Pakistan should consider establishing ties with Israel, former Pakistani President Pervez Musharraf said recently, in the days following a standoff with India over the disputed territory of Kashmir.
This was not the first time Musharraf had made his views known on developing relations with Israel. He ruled Pakistan from 1999 to 2008 and was one of the country’s most powerful heads of state.
Musharraf remained a strong critic of Israel until 2005. But it was during his rule that the first-ever direct Pakistan-Israel contact was made, with the help of the then-Turkish president Ahmet Necdet Sezer. Since then, Musharraf, who resigned in 2008, has advocated establishment of relations between Pakistan and Israel.
Musharraf, who claims to enjoy support from Pakistan’s military establishment, as well as from members of Prime Minister Imran Khan’s cabinet, has once again advised Pakistan to establish ties with Israel.
Addressing a press conference in Dubai last month, Musharraf said relations with Israel should be established to counter India, drawing an interesting parallel between Pakistani and Israeli strategic realities.
Musharraf also placed on record that, as head of state, he had initiated contacts with Israel. “The Israeli leadership was quick to respond to my offer within 24 hours. I assumed that Israel wanted to create better relations with Pakistan. They still want it,” Musharraf said.
The former president initiated contact with Israel during the second half of 2004, even as anti-Israel sentiments were at an all-time high in Pakistan, a Muslim majority country of 208 million people. Musharraf’s efforts bore fruit, when foreign ministers of Israel and Pakistan held their first meeting in Turkey in 2005.

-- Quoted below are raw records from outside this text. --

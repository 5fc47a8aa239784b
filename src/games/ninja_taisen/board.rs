//! Board state for Ninja Taisen.
//!
//! Each team owns 11 piles (slots 0..=10). A pile is ordered bottom to top;
//! only the top `MAX_REACHABLE` cards of a pile may be picked up.

use std::collections::HashSet;
use std::fmt;

use rand::seq::SliceRandom;
use rand::Rng;

use super::types::{Card, Category, Team};
use crate::error::{EngineError, Result};

pub const SLOT_COUNT: usize = 11;
pub const MAX_REACHABLE: usize = 3;

/// Where a card sits inside its team's piles.
#[derive(Debug, Clone, Copy, PartialEq, Eq, Hash)]
pub struct CardLocation {
    pub slot: usize,
    pub index: usize,
}

#[derive(Debug, Clone, PartialEq, Eq, Hash, Default)]
pub struct Board {
    piles: [[Vec<Card>; SLOT_COUNT]; 2],
}

impl Board {
    pub fn empty() -> Self {
        Self::default()
    }

    /// Deal a fresh game. The joker sits at the bottom of the home pile and
    /// the nine shuffled soldiers are stacked 3/3/2/1 moving away from home.
    pub fn new_game<R: Rng + ?Sized>(rng: &mut R) -> Self {
        let mut board = Board::empty();
        for team in Team::ALL {
            let mut soldiers = Card::soldiers(team);
            soldiers.shuffle(rng);

            let home = team.home_slot() as i32;
            let step = team.direction();
            let mut remaining = soldiers.into_iter();
            for (offset, count) in [3usize, 3, 2, 1].into_iter().enumerate() {
                let slot = (home + step * offset as i32) as usize;
                let pile = board.pile_mut(team, slot);
                if offset == 0 {
                    pile.push(Card::joker(team));
                }
                pile.extend(remaining.by_ref().take(count));
            }
        }
        board
    }

    pub fn pile(&self, team: Team, slot: usize) -> &[Card] {
        &self.piles[team.index()][slot]
    }

    pub fn piles(&self, team: Team) -> &[Vec<Card>; SLOT_COUNT] {
        &self.piles[team.index()]
    }

    pub(crate) fn pile_mut(&mut self, team: Team, slot: usize) -> &mut Vec<Card> {
        &mut self.piles[team.index()][slot]
    }

    /// Replace a whole pile. Intended for building positions by hand.
    pub fn set_pile(&mut self, team: Team, slot: usize, cards: Vec<Card>) {
        self.piles[team.index()][slot] = cards;
    }

    /// Build a pile from card codes, e.g. `board.with_pile(Team::Wolf, 7, &["WJ4"])`.
    pub fn with_pile(mut self, team: Team, slot: usize, codes: &[&str]) -> Result<Self> {
        if slot >= SLOT_COUNT {
            return Err(EngineError::InvalidBoard(format!("slot {slot} out of range")));
        }
        let cards = codes
            .iter()
            .map(|code| code.parse::<Card>())
            .collect::<Result<Vec<_>>>()?;
        self.set_pile(team, slot, cards);
        Ok(self)
    }

    pub fn top_card(&self, team: Team, slot: usize) -> Option<Card> {
        self.pile(team, slot).last().copied()
    }

    pub fn card_count(&self, team: Team) -> usize {
        self.piles(team).iter().map(Vec::len).sum()
    }

    /// Index of the lowest card in the pile that can still be picked up.
    pub fn reachable_start(&self, team: Team, slot: usize) -> usize {
        self.pile(team, slot).len().saturating_sub(MAX_REACHABLE)
    }

    /// Cards that may be moved with the die of `category`: reachable cards of
    /// that category, plus the joker when it is still available this turn.
    pub fn movable_cards(&self, team: Team, category: Category, joker_available: bool) -> Vec<CardLocation> {
        let mut locations = Vec::new();
        for (slot, pile) in self.piles(team).iter().enumerate() {
            let start = self.reachable_start(team, slot);
            for (index, card) in pile.iter().enumerate().skip(start) {
                if card.category == category || (card.is_joker() && joker_available) {
                    locations.push(CardLocation { slot, index });
                }
            }
        }
        locations
    }

    pub fn locate(&self, card: Card) -> Option<CardLocation> {
        self.piles(card.team).iter().enumerate().find_map(|(slot, pile)| {
            pile.iter()
                .position(|c| *c == card)
                .map(|index| CardLocation { slot, index })
        })
    }

    pub fn card_at(&self, team: Team, location: CardLocation) -> Option<Card> {
        self.piles(team)
            .get(location.slot)
            .and_then(|pile| pile.get(location.index))
            .copied()
    }

    /// The winning team, if the game is over.
    ///
    /// Panics if both teams stand on their goal slots at once; boards built
    /// from external input are rejected by `validate` before reaching here.
    pub fn victorious_team(&self) -> Option<Team> {
        let monkey_goal = !self.pile(Team::Monkey, Team::Monkey.goal_slot()).is_empty();
        let wolf_goal = !self.pile(Team::Wolf, Team::Wolf.goal_slot()).is_empty();
        if monkey_goal {
            assert!(!wolf_goal, "both teams reached their goal slot:\n{self}");
            return Some(Team::Monkey);
        }
        if wolf_goal {
            return Some(Team::Wolf);
        }

        let monkey_alive = self.card_count(Team::Monkey) > 0;
        let wolf_alive = self.card_count(Team::Wolf) > 0;
        match (monkey_alive, wolf_alive) {
            (true, false) => Some(Team::Monkey),
            (false, true) => Some(Team::Wolf),
            _ => None,
        }
    }

    pub fn is_terminal(&self) -> bool {
        self.victorious_team().is_some()
    }

    /// Structural checks applied to boards arriving from outside the engine.
    /// Every card must belong to its team's deck; rejecting duplicates then
    /// caps each team at ten cards and one joker.
    pub fn validate(&self) -> Result<()> {
        for team in Team::ALL {
            let deck: HashSet<Card> = Card::full_team(team).into_iter().collect();
            let mut seen = HashSet::new();
            for card in self.piles(team).iter().flatten() {
                if card.team != team {
                    return Err(EngineError::InvalidBoard(format!(
                        "card {card} listed under team {team}"
                    )));
                }
                if !deck.contains(card) {
                    return Err(EngineError::InvalidBoard(format!(
                        "card {card} is not part of the {team} deck"
                    )));
                }
                if !seen.insert(*card) {
                    return Err(EngineError::InvalidBoard(format!("duplicate card {card}")));
                }
            }
        }

        if !self.pile(Team::Monkey, Team::Monkey.goal_slot()).is_empty()
            && !self.pile(Team::Wolf, Team::Wolf.goal_slot()).is_empty()
        {
            return Err(EngineError::InvalidBoard(
                "both teams occupy their goal slot".to_string(),
            ));
        }
        Ok(())
    }
}

impl fmt::Display for Board {
    fn fmt(&self, f: &mut fmt::Formatter<'_>) -> fmt::Result {
        let render = |pile: &[Card]| {
            pile.iter()
                .map(Card::code)
                .collect::<Vec<_>>()
                .join(" ")
        };
        for slot in 0..SLOT_COUNT {
            writeln!(
                f,
                "{:>2} | {:<24} | {}",
                slot,
                render(self.pile(Team::Monkey, slot)),
                render(self.pile(Team::Wolf, slot)),
            )?;
        }
        Ok(())
    }
}
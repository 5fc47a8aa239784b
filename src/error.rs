//! Engine-wide error type.

use std::path::PathBuf;

use thiserror::Error;

use crate::games::ninja_taisen::types::{Category, Team};

#[derive(Debug, Error)]
pub enum EngineError {
    #[error("invalid card code '{code}': {reason}")]
    InvalidCardCode { code: String, reason: String },

    #[error("unknown team '{0}'")]
    UnknownTeam(String),

    #[error("invalid board: {0}")]
    InvalidBoard(String),

    #[error("invalid {category} die roll {roll}, expected 1, 2 or 3")]
    InvalidDice { category: Category, roll: u8 },

    #[error("no {team} card at slot {slot} index {card_index}")]
    InvalidMove {
        team: Team,
        slot: usize,
        card_index: usize,
    },

    #[error("illegal move for {team}: {reason}")]
    IllegalMove { team: Team, reason: String },

    #[error("unknown strategy '{0}'")]
    UnknownStrategy(String),

    #[error("unknown metric '{0}'")]
    UnknownMetric(String),

    #[error("failed to access {}: {source}", .path.display())]
    Io {
        path: PathBuf,
        #[source]
        source: std::io::Error,
    },

    #[error("failed to parse {}: {source}", .path.display())]
    Config {
        path: PathBuf,
        #[source]
        source: toml::de::Error,
    },

    #[error(transparent)]
    Json(#[from] serde_json::Error),
}

pub type Result<T> = std::result::Result<T, EngineError>;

Later, assisted by Jack Rosen, an American businessman and Chairman of the American Jewish Congress, and backed by then-president George W. Bush, Musharraf became the first Pakistani head of state to address the World Jewish Congress on September 18, 2005.
“Pakistan has no direct conflict with Israel, and we are not a threat to Israel’s security. We believe Israel represents no threat to Pakistan’s national security. But our people have deep sympathy for the Palestinian people, and their legitimate desire for a state,” Musharraf said at that time.
In his speech before the World Jewish Congress, which only a few in Pakistan hailed, Musharraf had praised Israel’s move to pull out of Gaza. “In response to [Ariel] Sharon’s courageous decision to pull out from Gaza, Pakistan has decided to establish formal ties with the State of Israel,” he said. However, Musharraf’s plan to establish Pakistan-Israel ties never materialized, while his views on Israel continue to divide politicians in Pakistan.
Pakistani Prime Minister Imran Khan has not yet responded to Musharraf’s suggestion that Pakistan should form relations with Israel. However, Shah Mahmood Qureshi, Pakistan’s Foreign Minister, told Al Arabiya English that this is a possibility, but only if the Israel-Palestine conflict is resolved amicably.
“Pervez Musharraf is Pakistan’s former president, so he is highly respected. But he isn’t a part of our government. Not even our ally. So, his comments do not reflect the government and people of Pakistan,” Qureshi said.
“What I can tell you is that Pakistan has had a pro-Palestinian stance for a long time. We cannot even think about establishing contacts with Israel until Palestine is internationally recognized as an independent state.”
Ijaz-ul-Haq, former federal minister for religious affairs in Musharraf’s government, categorically rejected any proposal to establish relations with Israel. “We can’t even think of establishing relations with Israel,” Ijaz-ul-Haq told Al Arabiya English.
Ironically, Ijaz-ul-Haq’s father, General Zia-ul-Haq, who served as President and Chief of Army Staff, reportedly allowed Pakistan’s Inter-Services Intelligence agency (ISI) to establish links with Israel’s Mossad in the early 1980s.
Intelligence offices were set up in embassies of both countries in Washington DC, where the Mossad and ISI, with help from the CIA, ran a decade-long anti-Soviet operation, codenamed Operation Cyclone.
Under this operation, Israel delivered Soviet made-weapons to Afghan rebels fighting the Soviet Union in Afghanistan, and also supplied weapons to the Pakistan Army.
According to WikiLeaks, ISI had secretly passed on intelligence to the Mossad that Israeli civilians might be targeted in a terrorist attack in India during September or November 2008. It was also reported that then-ISI chief Lieutenant-General Ahmad Shuja Pasha established direct contact with Israel’s Mossad to pass on this information.
Islamabad-based analyst and Ph.D. scholar at Quaid-e-Azam University, Mustansar Abbas, believes Pakistan may need a long time to eventually establish relations with Israel. But it will have to do it slowly, since foreign policy cannot be static and has to evolve with time.
“Take the example of Oman, which made it loud and clear that it is time to recognize Israel. Many Muslim countries, which in the past took a strong and principled stand against Israel, are now increasingly warming up to the Jewish state. So, Pakistan should consider building relations with Israel,” Abbas said.